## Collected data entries
-----

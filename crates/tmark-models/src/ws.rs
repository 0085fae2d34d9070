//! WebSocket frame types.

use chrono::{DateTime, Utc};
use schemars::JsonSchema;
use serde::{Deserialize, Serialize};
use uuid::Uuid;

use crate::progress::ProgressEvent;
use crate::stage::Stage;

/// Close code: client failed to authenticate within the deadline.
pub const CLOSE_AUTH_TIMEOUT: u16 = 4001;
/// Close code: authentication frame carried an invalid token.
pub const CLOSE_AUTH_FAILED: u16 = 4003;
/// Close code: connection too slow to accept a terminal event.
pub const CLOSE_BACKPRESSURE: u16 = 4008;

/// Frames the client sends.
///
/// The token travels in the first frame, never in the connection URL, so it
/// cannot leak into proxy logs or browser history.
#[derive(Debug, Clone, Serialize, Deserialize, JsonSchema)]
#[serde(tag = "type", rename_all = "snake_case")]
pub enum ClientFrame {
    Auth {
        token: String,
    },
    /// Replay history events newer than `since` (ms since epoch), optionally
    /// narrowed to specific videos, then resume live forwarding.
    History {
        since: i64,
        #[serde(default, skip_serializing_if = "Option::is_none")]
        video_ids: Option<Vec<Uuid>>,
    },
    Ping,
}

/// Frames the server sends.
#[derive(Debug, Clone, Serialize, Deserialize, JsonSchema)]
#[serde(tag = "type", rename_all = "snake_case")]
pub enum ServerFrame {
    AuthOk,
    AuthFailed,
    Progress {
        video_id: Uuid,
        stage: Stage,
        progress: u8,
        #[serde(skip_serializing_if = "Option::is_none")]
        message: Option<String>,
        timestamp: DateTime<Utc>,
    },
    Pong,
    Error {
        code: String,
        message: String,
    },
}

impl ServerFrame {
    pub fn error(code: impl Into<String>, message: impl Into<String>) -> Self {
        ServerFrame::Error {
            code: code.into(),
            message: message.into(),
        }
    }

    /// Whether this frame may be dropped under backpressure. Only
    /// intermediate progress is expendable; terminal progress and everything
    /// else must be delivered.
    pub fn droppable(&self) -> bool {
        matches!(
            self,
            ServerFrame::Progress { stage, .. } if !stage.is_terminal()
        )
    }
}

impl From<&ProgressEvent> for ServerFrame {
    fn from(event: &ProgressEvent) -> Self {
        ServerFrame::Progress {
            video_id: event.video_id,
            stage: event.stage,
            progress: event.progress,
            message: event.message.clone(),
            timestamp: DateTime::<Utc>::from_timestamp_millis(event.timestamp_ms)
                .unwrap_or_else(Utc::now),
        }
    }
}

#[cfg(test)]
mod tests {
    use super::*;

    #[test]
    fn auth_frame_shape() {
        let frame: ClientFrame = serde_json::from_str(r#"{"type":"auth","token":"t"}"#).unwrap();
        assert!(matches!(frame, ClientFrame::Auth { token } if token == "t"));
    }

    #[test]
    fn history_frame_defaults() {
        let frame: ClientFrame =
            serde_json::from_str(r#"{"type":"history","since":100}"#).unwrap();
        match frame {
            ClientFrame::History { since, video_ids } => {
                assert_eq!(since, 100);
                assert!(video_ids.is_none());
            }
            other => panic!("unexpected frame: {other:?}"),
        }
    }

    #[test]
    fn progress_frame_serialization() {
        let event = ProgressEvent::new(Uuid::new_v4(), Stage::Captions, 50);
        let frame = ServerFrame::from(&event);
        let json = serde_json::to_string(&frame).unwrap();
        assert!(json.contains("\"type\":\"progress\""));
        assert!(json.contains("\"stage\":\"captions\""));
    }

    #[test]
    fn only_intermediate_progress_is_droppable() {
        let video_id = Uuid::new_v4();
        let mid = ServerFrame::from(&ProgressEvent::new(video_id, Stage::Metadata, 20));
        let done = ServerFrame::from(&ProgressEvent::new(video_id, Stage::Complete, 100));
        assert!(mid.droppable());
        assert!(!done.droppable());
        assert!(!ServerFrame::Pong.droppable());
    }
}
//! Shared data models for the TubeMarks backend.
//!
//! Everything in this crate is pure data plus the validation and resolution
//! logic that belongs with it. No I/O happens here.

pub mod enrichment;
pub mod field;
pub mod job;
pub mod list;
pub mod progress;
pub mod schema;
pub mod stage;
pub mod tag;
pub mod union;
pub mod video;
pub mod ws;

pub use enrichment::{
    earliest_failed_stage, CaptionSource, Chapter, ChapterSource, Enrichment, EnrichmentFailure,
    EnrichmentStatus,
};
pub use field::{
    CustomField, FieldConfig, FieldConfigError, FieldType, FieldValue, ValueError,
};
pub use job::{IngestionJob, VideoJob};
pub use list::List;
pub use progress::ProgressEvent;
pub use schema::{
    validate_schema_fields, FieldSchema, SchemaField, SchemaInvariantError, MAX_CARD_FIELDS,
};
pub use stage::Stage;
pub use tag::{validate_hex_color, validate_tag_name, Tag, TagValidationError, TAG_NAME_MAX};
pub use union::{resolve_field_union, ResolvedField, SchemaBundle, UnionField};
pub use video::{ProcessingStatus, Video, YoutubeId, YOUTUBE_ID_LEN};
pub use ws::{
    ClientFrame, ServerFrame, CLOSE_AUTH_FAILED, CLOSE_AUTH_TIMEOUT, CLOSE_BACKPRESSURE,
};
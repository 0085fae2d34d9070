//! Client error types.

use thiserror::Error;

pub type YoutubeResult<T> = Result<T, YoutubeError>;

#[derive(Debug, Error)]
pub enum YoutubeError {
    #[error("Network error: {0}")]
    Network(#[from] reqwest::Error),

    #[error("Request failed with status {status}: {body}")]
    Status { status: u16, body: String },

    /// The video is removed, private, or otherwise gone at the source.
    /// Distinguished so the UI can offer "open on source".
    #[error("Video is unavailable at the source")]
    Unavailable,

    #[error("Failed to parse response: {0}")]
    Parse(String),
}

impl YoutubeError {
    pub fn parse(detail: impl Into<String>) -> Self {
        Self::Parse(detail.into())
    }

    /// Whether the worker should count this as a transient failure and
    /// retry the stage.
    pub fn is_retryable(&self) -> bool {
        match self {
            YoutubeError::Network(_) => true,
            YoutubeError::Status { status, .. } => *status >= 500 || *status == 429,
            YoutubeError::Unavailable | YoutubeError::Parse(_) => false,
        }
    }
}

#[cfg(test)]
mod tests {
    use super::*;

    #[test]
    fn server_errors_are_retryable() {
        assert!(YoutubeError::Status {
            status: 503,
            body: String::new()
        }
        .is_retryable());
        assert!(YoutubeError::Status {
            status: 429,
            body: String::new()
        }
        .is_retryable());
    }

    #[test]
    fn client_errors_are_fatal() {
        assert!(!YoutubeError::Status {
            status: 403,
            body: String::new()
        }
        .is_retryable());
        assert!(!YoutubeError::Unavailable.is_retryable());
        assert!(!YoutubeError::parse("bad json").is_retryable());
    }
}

-----

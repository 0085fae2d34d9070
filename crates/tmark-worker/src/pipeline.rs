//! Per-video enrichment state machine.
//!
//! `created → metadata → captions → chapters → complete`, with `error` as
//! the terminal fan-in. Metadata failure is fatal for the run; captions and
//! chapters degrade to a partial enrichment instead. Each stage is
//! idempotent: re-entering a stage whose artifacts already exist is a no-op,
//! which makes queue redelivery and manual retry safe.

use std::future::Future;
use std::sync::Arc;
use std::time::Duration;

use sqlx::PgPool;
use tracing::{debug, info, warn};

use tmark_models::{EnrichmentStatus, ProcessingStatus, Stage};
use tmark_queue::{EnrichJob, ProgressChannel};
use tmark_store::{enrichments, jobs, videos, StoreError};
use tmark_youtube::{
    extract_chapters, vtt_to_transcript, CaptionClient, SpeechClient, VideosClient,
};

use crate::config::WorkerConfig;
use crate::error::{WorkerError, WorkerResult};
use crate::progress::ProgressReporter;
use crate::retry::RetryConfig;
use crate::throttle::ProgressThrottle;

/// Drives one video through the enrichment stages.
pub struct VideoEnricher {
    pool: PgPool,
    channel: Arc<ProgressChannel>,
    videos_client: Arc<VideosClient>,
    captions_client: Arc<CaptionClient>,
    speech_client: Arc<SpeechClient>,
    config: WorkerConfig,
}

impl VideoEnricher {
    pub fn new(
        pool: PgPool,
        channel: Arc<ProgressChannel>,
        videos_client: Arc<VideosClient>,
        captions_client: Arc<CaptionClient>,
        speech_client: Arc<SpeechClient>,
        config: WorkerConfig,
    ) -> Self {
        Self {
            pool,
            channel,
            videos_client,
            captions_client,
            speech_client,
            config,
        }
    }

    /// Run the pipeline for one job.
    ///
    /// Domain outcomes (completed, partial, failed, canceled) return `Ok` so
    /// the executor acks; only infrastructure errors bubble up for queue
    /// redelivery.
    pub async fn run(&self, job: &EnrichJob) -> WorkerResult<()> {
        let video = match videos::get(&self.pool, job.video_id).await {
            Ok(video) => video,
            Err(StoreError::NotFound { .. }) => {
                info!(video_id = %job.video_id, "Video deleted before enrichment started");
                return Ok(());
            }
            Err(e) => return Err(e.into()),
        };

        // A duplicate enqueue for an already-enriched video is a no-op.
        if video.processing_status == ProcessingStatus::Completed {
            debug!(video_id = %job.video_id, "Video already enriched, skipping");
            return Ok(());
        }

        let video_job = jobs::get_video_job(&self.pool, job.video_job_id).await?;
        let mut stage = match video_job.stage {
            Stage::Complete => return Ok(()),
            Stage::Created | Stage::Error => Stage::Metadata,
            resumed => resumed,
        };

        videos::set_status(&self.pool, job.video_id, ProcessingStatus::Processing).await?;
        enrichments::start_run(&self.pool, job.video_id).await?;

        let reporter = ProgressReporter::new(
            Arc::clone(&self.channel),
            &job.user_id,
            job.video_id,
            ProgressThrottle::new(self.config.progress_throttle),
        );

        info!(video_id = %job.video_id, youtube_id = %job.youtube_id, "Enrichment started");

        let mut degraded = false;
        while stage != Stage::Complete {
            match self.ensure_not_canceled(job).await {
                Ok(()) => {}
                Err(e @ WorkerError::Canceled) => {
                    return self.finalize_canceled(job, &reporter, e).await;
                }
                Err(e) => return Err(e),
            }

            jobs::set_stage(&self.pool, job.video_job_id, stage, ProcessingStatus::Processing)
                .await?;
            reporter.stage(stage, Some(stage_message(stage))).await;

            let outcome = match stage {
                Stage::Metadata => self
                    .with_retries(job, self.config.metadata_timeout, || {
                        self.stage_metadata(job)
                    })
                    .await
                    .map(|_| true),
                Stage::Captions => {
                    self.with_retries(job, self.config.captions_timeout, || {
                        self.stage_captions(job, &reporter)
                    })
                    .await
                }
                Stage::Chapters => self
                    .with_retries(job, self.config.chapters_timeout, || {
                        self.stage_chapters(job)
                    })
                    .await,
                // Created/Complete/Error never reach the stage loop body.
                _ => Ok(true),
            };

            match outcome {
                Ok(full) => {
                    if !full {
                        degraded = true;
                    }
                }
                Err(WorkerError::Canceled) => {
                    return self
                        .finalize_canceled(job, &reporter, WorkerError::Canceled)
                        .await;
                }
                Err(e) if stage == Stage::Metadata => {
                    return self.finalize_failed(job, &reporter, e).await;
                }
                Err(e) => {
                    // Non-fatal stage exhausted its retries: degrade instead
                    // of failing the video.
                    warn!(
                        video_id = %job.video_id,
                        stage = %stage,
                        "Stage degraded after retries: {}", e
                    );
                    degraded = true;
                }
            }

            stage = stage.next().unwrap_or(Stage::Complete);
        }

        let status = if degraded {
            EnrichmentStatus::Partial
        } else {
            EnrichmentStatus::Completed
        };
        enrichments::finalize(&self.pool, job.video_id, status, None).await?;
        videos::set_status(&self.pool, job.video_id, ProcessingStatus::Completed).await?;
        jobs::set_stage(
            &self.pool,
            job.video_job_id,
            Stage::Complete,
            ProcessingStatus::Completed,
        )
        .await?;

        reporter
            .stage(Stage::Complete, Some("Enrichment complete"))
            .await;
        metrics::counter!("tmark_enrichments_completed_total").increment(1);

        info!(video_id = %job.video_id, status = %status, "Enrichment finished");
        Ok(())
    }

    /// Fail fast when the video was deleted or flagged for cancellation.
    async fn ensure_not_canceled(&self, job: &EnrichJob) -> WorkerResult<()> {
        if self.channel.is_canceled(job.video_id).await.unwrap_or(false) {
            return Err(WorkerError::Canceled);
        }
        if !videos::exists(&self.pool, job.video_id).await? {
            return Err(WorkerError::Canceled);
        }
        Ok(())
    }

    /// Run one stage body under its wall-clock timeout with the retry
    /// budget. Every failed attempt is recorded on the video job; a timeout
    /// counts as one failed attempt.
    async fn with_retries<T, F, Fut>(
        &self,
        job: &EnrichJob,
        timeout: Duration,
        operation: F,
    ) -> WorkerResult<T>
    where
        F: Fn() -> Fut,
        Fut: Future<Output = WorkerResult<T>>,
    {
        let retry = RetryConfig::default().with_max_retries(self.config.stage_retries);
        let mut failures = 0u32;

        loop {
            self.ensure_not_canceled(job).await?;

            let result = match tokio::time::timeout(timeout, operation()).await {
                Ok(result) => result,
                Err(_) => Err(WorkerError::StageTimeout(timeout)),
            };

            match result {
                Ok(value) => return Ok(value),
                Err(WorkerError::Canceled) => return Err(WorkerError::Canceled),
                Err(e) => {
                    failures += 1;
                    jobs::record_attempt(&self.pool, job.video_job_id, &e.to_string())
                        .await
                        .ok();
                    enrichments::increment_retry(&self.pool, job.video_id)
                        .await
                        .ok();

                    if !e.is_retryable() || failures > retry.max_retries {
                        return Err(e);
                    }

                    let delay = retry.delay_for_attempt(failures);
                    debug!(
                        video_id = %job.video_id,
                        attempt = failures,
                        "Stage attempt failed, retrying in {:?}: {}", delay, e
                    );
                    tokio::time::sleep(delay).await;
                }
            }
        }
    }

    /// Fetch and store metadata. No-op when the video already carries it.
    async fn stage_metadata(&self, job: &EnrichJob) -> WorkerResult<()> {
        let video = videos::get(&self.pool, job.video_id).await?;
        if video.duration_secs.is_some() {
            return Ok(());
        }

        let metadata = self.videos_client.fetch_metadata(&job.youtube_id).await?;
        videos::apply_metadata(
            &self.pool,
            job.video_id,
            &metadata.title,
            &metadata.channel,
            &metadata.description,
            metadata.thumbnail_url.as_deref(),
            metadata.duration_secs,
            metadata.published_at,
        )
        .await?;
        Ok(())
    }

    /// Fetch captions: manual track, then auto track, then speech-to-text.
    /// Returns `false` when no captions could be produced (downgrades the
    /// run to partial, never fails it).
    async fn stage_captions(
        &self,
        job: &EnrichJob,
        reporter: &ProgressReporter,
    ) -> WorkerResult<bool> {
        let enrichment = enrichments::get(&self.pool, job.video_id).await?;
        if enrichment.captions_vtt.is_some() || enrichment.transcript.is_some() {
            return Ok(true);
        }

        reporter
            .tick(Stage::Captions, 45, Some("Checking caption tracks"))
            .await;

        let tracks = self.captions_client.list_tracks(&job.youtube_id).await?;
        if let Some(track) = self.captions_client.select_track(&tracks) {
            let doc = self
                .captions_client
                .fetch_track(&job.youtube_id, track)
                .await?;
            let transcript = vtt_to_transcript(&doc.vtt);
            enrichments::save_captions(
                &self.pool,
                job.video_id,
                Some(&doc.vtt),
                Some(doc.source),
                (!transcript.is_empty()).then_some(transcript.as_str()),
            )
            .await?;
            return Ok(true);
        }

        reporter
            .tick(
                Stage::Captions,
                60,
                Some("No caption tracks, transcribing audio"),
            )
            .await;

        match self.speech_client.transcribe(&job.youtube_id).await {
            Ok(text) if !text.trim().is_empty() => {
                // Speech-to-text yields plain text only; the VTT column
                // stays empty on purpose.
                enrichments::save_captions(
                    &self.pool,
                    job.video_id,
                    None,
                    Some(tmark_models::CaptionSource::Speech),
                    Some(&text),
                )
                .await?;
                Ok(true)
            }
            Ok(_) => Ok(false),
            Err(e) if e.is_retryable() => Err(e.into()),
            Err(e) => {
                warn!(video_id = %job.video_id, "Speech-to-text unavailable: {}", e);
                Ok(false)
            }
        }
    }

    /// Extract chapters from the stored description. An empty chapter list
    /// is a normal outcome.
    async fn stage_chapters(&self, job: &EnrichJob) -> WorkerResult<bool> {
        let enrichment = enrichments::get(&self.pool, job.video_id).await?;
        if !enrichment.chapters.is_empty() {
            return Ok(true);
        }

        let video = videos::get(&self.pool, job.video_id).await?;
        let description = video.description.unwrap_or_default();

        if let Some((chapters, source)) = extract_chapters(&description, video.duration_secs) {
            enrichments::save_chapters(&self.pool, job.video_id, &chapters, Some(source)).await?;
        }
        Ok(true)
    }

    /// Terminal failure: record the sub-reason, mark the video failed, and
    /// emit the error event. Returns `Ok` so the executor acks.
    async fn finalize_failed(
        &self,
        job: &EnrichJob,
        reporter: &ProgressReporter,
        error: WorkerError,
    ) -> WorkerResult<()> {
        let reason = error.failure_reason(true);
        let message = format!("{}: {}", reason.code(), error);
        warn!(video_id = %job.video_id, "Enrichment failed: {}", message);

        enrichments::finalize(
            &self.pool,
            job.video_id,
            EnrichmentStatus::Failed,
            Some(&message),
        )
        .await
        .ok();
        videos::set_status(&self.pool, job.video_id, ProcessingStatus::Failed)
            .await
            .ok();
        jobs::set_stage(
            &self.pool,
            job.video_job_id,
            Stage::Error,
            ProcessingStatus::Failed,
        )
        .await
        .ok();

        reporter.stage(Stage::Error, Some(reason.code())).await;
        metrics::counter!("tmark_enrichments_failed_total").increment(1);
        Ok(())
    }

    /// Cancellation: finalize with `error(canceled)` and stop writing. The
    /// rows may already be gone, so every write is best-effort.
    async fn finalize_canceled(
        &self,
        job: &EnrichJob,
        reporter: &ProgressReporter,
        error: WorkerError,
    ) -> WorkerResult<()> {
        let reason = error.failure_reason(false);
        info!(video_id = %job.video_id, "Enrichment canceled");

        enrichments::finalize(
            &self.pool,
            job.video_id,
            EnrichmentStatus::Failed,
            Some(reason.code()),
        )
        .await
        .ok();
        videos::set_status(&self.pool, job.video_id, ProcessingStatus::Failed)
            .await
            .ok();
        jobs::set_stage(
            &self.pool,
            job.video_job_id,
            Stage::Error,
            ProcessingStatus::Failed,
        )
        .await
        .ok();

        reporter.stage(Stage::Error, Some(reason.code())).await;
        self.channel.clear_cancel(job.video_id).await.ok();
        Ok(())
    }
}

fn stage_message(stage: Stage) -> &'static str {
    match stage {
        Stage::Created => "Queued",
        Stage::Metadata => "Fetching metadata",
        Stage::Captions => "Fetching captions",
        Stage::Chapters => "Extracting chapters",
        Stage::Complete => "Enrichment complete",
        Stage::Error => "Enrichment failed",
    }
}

-----

## Task requirements
Every line of the records containing the word "CaptionClient" must appear in the answer.

## Output for this exercise
    extract_chapters, vtt_to_transcript, CaptionClient, SpeechClient, VideosClient,
    captions_client: Arc<CaptionClient>,
        captions_client: Arc<CaptionClient>,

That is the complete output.